Shadow of the Colossus

But it doesn’t do that. Instead, it gives us 16 unique battles that almost feel like they could have been pulled from 16 separate games. Every fight forces you to improvise and figure out how to be victorious in a very different combat scenario than the others. You’ll fight creatures who tower over you, and you’ll fight others who are not much larger than you are. You’ll fight creatures who stride laboriously across peaceful fields, creatures who sail through the sky like ribbons in the wind, creatures who burrow through sand or dive deep into lakes. There’s so much variety in the monster design that each one could have almost come from a different team of designers, despite the tiny details that tie them all together.

On top of this, the boss battle gameplay is an essential part of the narrative. This isn’t talked about often enough, though it’s the element that makes Shadow of the Colossus both a video game and a work of art simultaneously.

See, the game’s story could maybe have been told as a film or a novel, but the most effective way for this exact story to be told was as a video game. The fact that it’s you who gets lost in the game’s brilliantly designed world serves as an extreme contrast to the intensity of the boss battles. The fact that it’s you who delivers every single blow to each colossus, despite the emotional cost of doing so, is essential to setting up the game’s final, cynical twist.
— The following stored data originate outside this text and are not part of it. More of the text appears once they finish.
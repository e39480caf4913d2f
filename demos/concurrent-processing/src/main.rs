//! Simulates a slow downstream call (a webhook delivery, say) with a fixed
//! sleep per record. With `max_concurrent` bounding in-flight dispatch, this
//! demo's throughput is visibly capped by that setting rather than by how
//! fast records can be claimed.

use async_trait::async_trait;
use runtime_core::config::{Environment, LayeredConfig};
use runtime_core::handler::{Handler, HandlerContext, HandlerOutcome};
use runtime_core::identity::WorkerIdentity;
use runtime_core::record::FlowKind;
use runtime_core::retry::RetryPolicy;
use runtime_core::{AlertSink, CompositeSink, HandlerRegistry, TracingSink};
use runtime_postgres::{PgConnectionPool, PgHealthProbe, PgQueueProtocol};
use runtime_worker::{RecoveryController, RuntimeSettings, WorkerRuntime};
use std::sync::Arc;
use std::time::Duration;

const FLOW_KIND: &str = "concurrent-processing";

struct SimulatedWebhookDelivery;

#[async_trait]
impl Handler for SimulatedWebhookDelivery {
    async fn handle(&self, ctx: HandlerContext) -> HandlerOutcome {
        tokio::select! {
            _ = tokio::time::sleep(Duration::from_secs(2)) => {
                tracing::info!(record_id = %ctx.record.id, "delivered");
                HandlerOutcome::Success(None)
            }
            _ = ctx.cancellation.cancelled() => HandlerOutcome::Cancelled,
        }
    }
}

#[tokio::main]
async fn main() -> anyhow::Result<()> {
    tracing_subscriber::fmt::init();

    let config = LayeredConfig::new(
        Environment::from_env_var(&std::env::var("RUNTIME_ENV").unwrap_or_default()),
        FLOW_KIND,
    )
    .seed_from_process_env(true);

    let database_url = std::env::var("DATABASE_URL").expect("DATABASE_URL must be set");
    let pool = sqlx::postgres::PgPoolOptions::new().connect(&database_url).await?;
    let retry_policy = RetryPolicy::from_config(&config)?;
    let queue = Arc::new(PgQueueProtocol::new(pool.clone(), retry_policy));
    let health_probe = Arc::new(PgHealthProbe::new(pool.clone(), "primary"));
    let connection_pool = Arc::new(PgConnectionPool::new(pool, 5));

    let identity = WorkerIdentity::resolve(FlowKind::new(FLOW_KIND), None);
    let handlers = HandlerRegistry::new().register(FLOW_KIND, Arc::new(SimulatedWebhookDelivery));
    let settings = RuntimeSettings::from_config(&config)?;
    let alert_sink: Arc<dyn AlertSink> = Arc::new(CompositeSink::new(vec![Box::new(TracingSink)]));

    use runtime_core::config::{keys, ConfigProvider};
    let queue_path = config.get(keys::LOCAL_QUEUE_PATH).unwrap_or_else(|| format!("./{FLOW_KIND}.local_queue.json"));
    let max_entries = config.get_u64(keys::LOCAL_QUEUE_MAX_ENTRIES, 1000)? as usize;
    let local_queue = runtime_local_queue::LocalOperationQueue::open(queue_path, max_entries)?;

    let recovery = Arc::new(RecoveryController::new(
        queue.clone(),
        FlowKind::new(FLOW_KIND),
        alert_sink.clone(),
        Duration::from_secs(settings.lease_duration_s as u64),
    ));
    recovery.startup().await;
    let _recovery_task = recovery.spawn_periodic();

    let mut runtime =
        WorkerRuntime::new(identity, queue, connection_pool, health_probe, handlers, settings, alert_sink, local_queue);

    let startup_health = runtime.health().await;
    tracing::info!(status = ?startup_health.status, "startup health report");

    let shutdown = tokio_util::sync::CancellationToken::new();
    let force = tokio_util::sync::CancellationToken::new();
    {
        let shutdown = shutdown.clone();
        tokio::spawn(async move {
            let _ = tokio::signal::ctrl_c().await;
            shutdown.cancel();
        });
    }

    let outcome = runtime.run(shutdown, force, Duration::from_secs(30)).await;
    std::process::exit(outcome.exit_code(runtime.local_queue_has_unflushed()));
}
It was you who got pulled into this terrible chain of events because you were foolish enough to believe in love’s eternal power.

Shadow of the Colossus

One of the greatest quotes I’ve ever read about Shadow of the Colossus comes from a piece Ben Kuchera wrote for Ars Technica:

One of my favorite novels is a science fiction book called Heroes Die. In it, someone asks the main character what he would do for his wife. “I would burn the world to save her,” he answers. That’s a trite answer in a work of fiction, but it quickly turns terrifying when the man in question is standing in an ocean of gasoline while holding a match.

In Shadow of the Colossus, you’re set in Kuchera’s proverbial ocean of gasoline and given a lit match. The game’s emotional thrust comes from the fact that it has essentially forced you to commit horrible acts of murder upon gentle beings who wish you no harm, and ultimately bring destruction to the beautiful valley you’ve been marveling at through the course of the story. The game’s art design is deliberate enough to show you the pain the colossi feel through that confused, completely innocent look they get in their eyes as you deliver the mortal wounds. The storytelling is well-executed enough to make every action you perform have some sort of meaning, which you might not even understand until the credits roll.

In other words, the story in Shadow of the Colossus is not just some MacGuffin carelessly planted to provide some loose context for gameplay, the way the Princess was used in the original Super Mario Bros. No, the gameplay mechanics are a fundamental part of the game’s narrative; Team Ico has woven narrative and gameplay together so tightly that the two would barely function independently of one another.

I think this harmony between game elements is exactly the sort of thing that game narrative scholar Christopher Yap was referring to when he talked about the “synergistic effect emerging from all of its parts working in concert with each other” that he found in The Legend of Zelda: A Link to the Past. (Yap also considers Shadow of the Colossus worthy of being included in the “canon” of video games as a medium, and I would enthusiastically agree.)

This is what video games need to do in order to be taken seriously as an art form: They need to tell stories that no other form of media could tell successfully, by making gameplay an essential part of the story and vice versa. This is where Shadow of the Colossus succeeds the most profoundly. This is why Shadow of the Colossus deserves to be called art.